BEGIN
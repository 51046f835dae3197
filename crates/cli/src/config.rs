// SPDX-License-Identifier: MIT
// Copyright (c) 2026 Alfred Jean LLC

//! Run configuration.
//!
//! Settings are read from the first of:
//! - the file given with `--config` or `ANKISYNC_CONFIG`
//! - `ankisync.toml` in the current directory
//! - `ankisync/config.toml` under the user config directory
//!
//! Every field has a default, so no file is required. Command-line flags
//! override whatever the file says.

use serde::{Deserialize, Serialize};
use std::fs;
use std::path::{Path, PathBuf};
use std::time::Duration;

use ankisync_core::{DuplicateScope, KeyFields, NoteOptions, API_VERSION, DEFAULT_KEY_FIELDS};

use crate::error::{Error, Result};
use crate::sync::{SyncOptions, DEFAULT_BATCH_SIZE};

/// Config file looked up in the current directory.
pub const LOCAL_CONFIG_FILE: &str = "ankisync.toml";
const USER_CONFIG_DIR: &str = "ankisync";
const USER_CONFIG_FILE: &str = "config.toml";

/// Default AnkiConnect endpoint.
pub const DEFAULT_URL: &str = "http://localhost:8765";

/// Run configuration.
#[derive(Debug, Clone, PartialEq, Eq, Serialize, Deserialize)]
#[serde(default, deny_unknown_fields)]
pub struct Config {
    /// AnkiConnect endpoint.
    pub url: String,
    /// AnkiConnect API version sent with every request.
    pub version: u32,
    /// Per-request timeout in seconds.
    pub timeout_secs: u64,
    pub batch_size: usize,
    /// Candidate key fields, in priority order.
    pub key_fields: Vec<String>,
    pub duplicate_scope: DuplicateScope,
}

impl Default for Config {
    fn default() -> Self {
        Config {
            url: DEFAULT_URL.to_string(),
            version: API_VERSION,
            timeout_secs: 30,
            batch_size: DEFAULT_BATCH_SIZE,
            key_fields: DEFAULT_KEY_FIELDS.iter().map(|s| s.to_string()).collect(),
            duplicate_scope: DuplicateScope::default(),
        }
    }
}

/// Values given on the command line that take precedence over the file.
#[derive(Debug, Clone, Default)]
pub struct Overrides {
    pub url: Option<String>,
    pub batch_size: Option<usize>,
    pub key_fields: Vec<String>,
}

impl Config {
    /// Loads configuration from a TOML file.
    pub fn load(path: &Path) -> Result<Self> {
        let content = fs::read_to_string(path).map_err(|e| {
            Error::Config(format!("failed to read {}: {}", path.display(), e))
        })?;
        toml::from_str(&content)
            .map_err(|e| Error::Config(format!("failed to parse {}: {}", path.display(), e)))
    }

    /// Finds and loads the configuration for this process.
    ///
    /// `--config` wins over `ANKISYNC_CONFIG`. An explicit path must exist;
    /// the implicit locations are optional.
    pub fn discover(explicit: Option<&Path>) -> Result<Self> {
        let from_env = crate::env::config_path();
        let explicit = explicit.or(from_env.as_deref());
        let cwd = std::env::current_dir()?;
        let user_dir = dirs::config_dir().map(|d| d.join(USER_CONFIG_DIR));
        Self::resolve(explicit, &cwd, user_dir.as_deref())
    }

    /// Loads the first configuration file found, or the defaults.
    pub fn resolve(explicit: Option<&Path>, cwd: &Path, user_dir: Option<&Path>) -> Result<Self> {
        match config_path(explicit, cwd, user_dir) {
            Some(path) => {
                tracing::debug!(path = %path.display(), "loading config");
                Self::load(&path)
            }
            None => Ok(Config::default()),
        }
    }

    /// Applies command-line overrides.
    pub fn with_overrides(mut self, overrides: Overrides) -> Self {
        if let Some(url) = overrides.url {
            self.url = url;
        }
        if let Some(batch_size) = overrides.batch_size {
            self.batch_size = batch_size;
        }
        if !overrides.key_fields.is_empty() {
            self.key_fields = overrides.key_fields;
        }
        self
    }

    /// Checks values the engine cannot run with.
    pub fn validate(&self) -> Result<()> {
        if self.batch_size == 0 {
            return Err(Error::Config("batch_size must be at least 1".to_string()));
        }
        if self.timeout_secs == 0 {
            return Err(Error::Config("timeout_secs must be at least 1".to_string()));
        }
        if !(self.url.starts_with("http://") || self.url.starts_with("https://")) {
            return Err(Error::Config(format!(
                "invalid url '{}': must start with http:// or https://",
                self.url
            )));
        }
        self.key_fields()?;
        Ok(())
    }

    pub fn key_fields(&self) -> Result<KeyFields> {
        KeyFields::new(self.key_fields.clone())
            .map_err(|e| Error::Config(format!("key_fields: {}", e)))
    }

    pub fn timeout(&self) -> Duration {
        Duration::from_secs(self.timeout_secs)
    }

    /// Engine settings derived from this configuration.
    pub fn sync_options(&self, suspend: bool) -> Result<SyncOptions> {
        Ok(SyncOptions {
            batch_size: self.batch_size,
            suspend,
            key_fields: self.key_fields()?,
            note_options: NoteOptions::reject_duplicates(self.duplicate_scope),
        })
    }
}

fn config_path(explicit: Option<&Path>, cwd: &Path, user_dir: Option<&Path>) -> Option<PathBuf> {
    if let Some(path) = explicit {
        return Some(path.to_path_buf());
    }
    let local = cwd.join(LOCAL_CONFIG_FILE);
    if local.is_file() {
        return Some(local);
    }
    user_dir
        .map(|dir| dir.join(USER_CONFIG_FILE))
        .filter(|path| path.is_file())
}

#[cfg(test)]
#[path = "config_tests.rs"]
mod tests;
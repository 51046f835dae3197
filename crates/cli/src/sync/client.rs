// SPDX-License-Identifier: MIT
// Copyright (c) 2026 Alfred Jean LLC

//! AnkiConnect client.
//!
//! Provides a typed interface over a [`Transport`]:
//! - Single requests (`invoke`)
//! - Multiplexed requests answered in submission order (`invoke_multi`)
//! - Wrappers for each remote action the engine consumes

use ankisync_core::protocol::{self, decode, NewNote};
use ankisync_core::{Action, CardId, NoteId, NoteInfo, Request, API_VERSION};
use serde::de::DeserializeOwned;
use serde_json::Value;
use tracing::debug;

use super::transport::{HttpTransport, Transport, TransportError};

/// Error type for client operations.
#[derive(Debug, thiserror::Error)]
pub enum SyncError {
    /// Transport error. Unreachable endpoints end the run.
    #[error(transparent)]
    Transport(#[from] TransportError),

    /// The remote store set the error field of a response.
    #[error("{action} failed: {message}")]
    Remote {
        action: &'static str,
        message: String,
    },

    /// The response did not have the expected shape.
    #[error("protocol error: {0}")]
    Protocol(#[from] ankisync_core::Error),

    /// A list response did not line up with the request list.
    #[error("{action} returned {actual} results for {expected} requests")]
    LengthMismatch {
        action: &'static str,
        expected: usize,
        actual: usize,
    },
}

/// Result type for client operations.
pub type SyncResult<T> = Result<T, SyncError>;

/// Client for the AnkiConnect protocol.
pub struct AnkiClient<T: Transport = HttpTransport> {
    transport: T,
    version: u32,
    round_trips: usize,
}

impl<T: Transport> AnkiClient<T> {
    /// Create a client speaking the default API version.
    pub fn new(transport: T) -> Self {
        Self::with_version(transport, API_VERSION)
    }

    /// Create a client speaking a specific API version.
    pub fn with_version(transport: T, version: u32) -> Self {
        AnkiClient {
            transport,
            version,
            round_trips: 0,
        }
    }

    pub fn transport(&self) -> &T {
        &self.transport
    }

    pub fn into_transport(self) -> T {
        self.transport
    }

    /// Number of requests sent so far. A multi call counts once.
    pub fn round_trips(&self) -> usize {
        self.round_trips
    }

    /// Send a single action and unwrap its result.
    pub fn invoke(&mut self, action: Action) -> SyncResult<Value> {
        let name = action.name();
        let body = Request::with_version(action, self.version).to_value()?;
        self.round_trips += 1;
        debug!(action = name, "sending request");
        let response = self.transport.post(&body)?;
        protocol::parse_response(response)?.map_err(|failure| SyncError::Remote {
            action: name,
            message: failure.0,
        })
    }

    /// Send several actions in one round trip.
    ///
    /// Each action's outcome is resolved on its own, so one failing
    /// sub-request does not invalidate its siblings. The outer error is
    /// reserved for failures of the call as a whole.
    pub fn invoke_multi(&mut self, actions: Vec<Action>) -> SyncResult<Vec<SyncResult<Value>>> {
        if actions.is_empty() {
            return Ok(Vec::new());
        }
        let names: Vec<&'static str> = actions.iter().map(Action::name).collect();
        let requests = actions
            .into_iter()
            .map(|action| Request::with_version(action, self.version))
            .collect();

        let items: Vec<Value> = decode(self.invoke(Action::Multi { actions: requests })?)?;
        if items.len() != names.len() {
            return Err(SyncError::LengthMismatch {
                action: "multi",
                expected: names.len(),
                actual: items.len(),
            });
        }

        items
            .into_iter()
            .zip(names)
            .map(|(item, name)| -> SyncResult<SyncResult<Value>> {
                Ok(protocol::parse_response(item)?.map_err(|failure| SyncError::Remote {
                    action: name,
                    message: failure.0,
                }))
            })
            .collect()
    }

    /// Return the API version the remote store speaks.
    pub fn version(&mut self) -> SyncResult<u32> {
        typed(self.invoke(Action::Version))
    }

    /// Create a deck if it does not already exist.
    pub fn create_deck(&mut self, deck: &str) -> SyncResult<u64> {
        typed(self.invoke(Action::CreateDeck {
            deck: deck.to_string(),
        }))
    }

    /// Ask whether each note could be added without conflict.
    pub fn can_add_notes(&mut self, notes: Vec<NewNote>) -> SyncResult<Vec<bool>> {
        let expected = notes.len();
        let answers: Vec<bool> = typed(self.invoke(Action::CanAddNotes { notes }))?;
        check_len("canAddNotes", expected, answers.len())?;
        Ok(answers)
    }

    /// Create notes. A `None` entry means that note could not be created.
    pub fn add_notes(&mut self, notes: Vec<NewNote>) -> SyncResult<Vec<Option<NoteId>>> {
        let expected = notes.len();
        let ids: Vec<Option<NoteId>> = typed(self.invoke(Action::AddNotes { notes }))?;
        check_len("addNotes", expected, ids.len())?;
        Ok(ids)
    }

    /// Fetch the current state of notes.
    pub fn notes_info(&mut self, notes: Vec<NoteId>) -> SyncResult<Vec<NoteInfo>> {
        typed(self.invoke(Action::NotesInfo { notes }))
    }

    /// Suspend cards.
    pub fn suspend(&mut self, cards: Vec<CardId>) -> SyncResult<bool> {
        typed(self.invoke(Action::Suspend { cards }))
    }

    /// Trigger a sync of the collection with AnkiWeb.
    pub fn sync(&mut self) -> SyncResult<()> {
        self.invoke(Action::Sync)?;
        Ok(())
    }
}

/// Decode a (sub-)result into a typed value.
pub fn typed<R: DeserializeOwned>(result: SyncResult<Value>) -> SyncResult<R> {
    Ok(decode(result?)?)
}

fn check_len(action: &'static str, expected: usize, actual: usize) -> SyncResult<()> {
    if expected != actual {
        return Err(SyncError::LengthMismatch {
            action,
            expected,
            actual,
        });
    }
    Ok(())
}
END
Above are records; repeat only the lines starting at the line with "KeyFields::new(self.key_fields.clone())" and ending at the line with "if let Some(path)", exactly as they appear, both included.

■ RESULT ■
        KeyFields::new(self.key_fields.clone())
            .map_err(|e| Error::Config(format!("key_fields: {}", e)))
    }

    pub fn timeout(&self) -> Duration {
        Duration::from_secs(self.timeout_secs)
    }

    /// Engine settings derived from this configuration.
    pub fn sync_options(&self, suspend: bool) -> Result<SyncOptions> {
        Ok(SyncOptions {
            batch_size: self.batch_size,
            suspend,
            key_fields: self.key_fields()?,
            note_options: NoteOptions::reject_duplicates(self.duplicate_scope),
        })
    }
}

fn config_path(explicit: Option<&Path>, cwd: &Path, user_dir: Option<&Path>) -> Option<PathBuf> {
    if let Some(path) = explicit {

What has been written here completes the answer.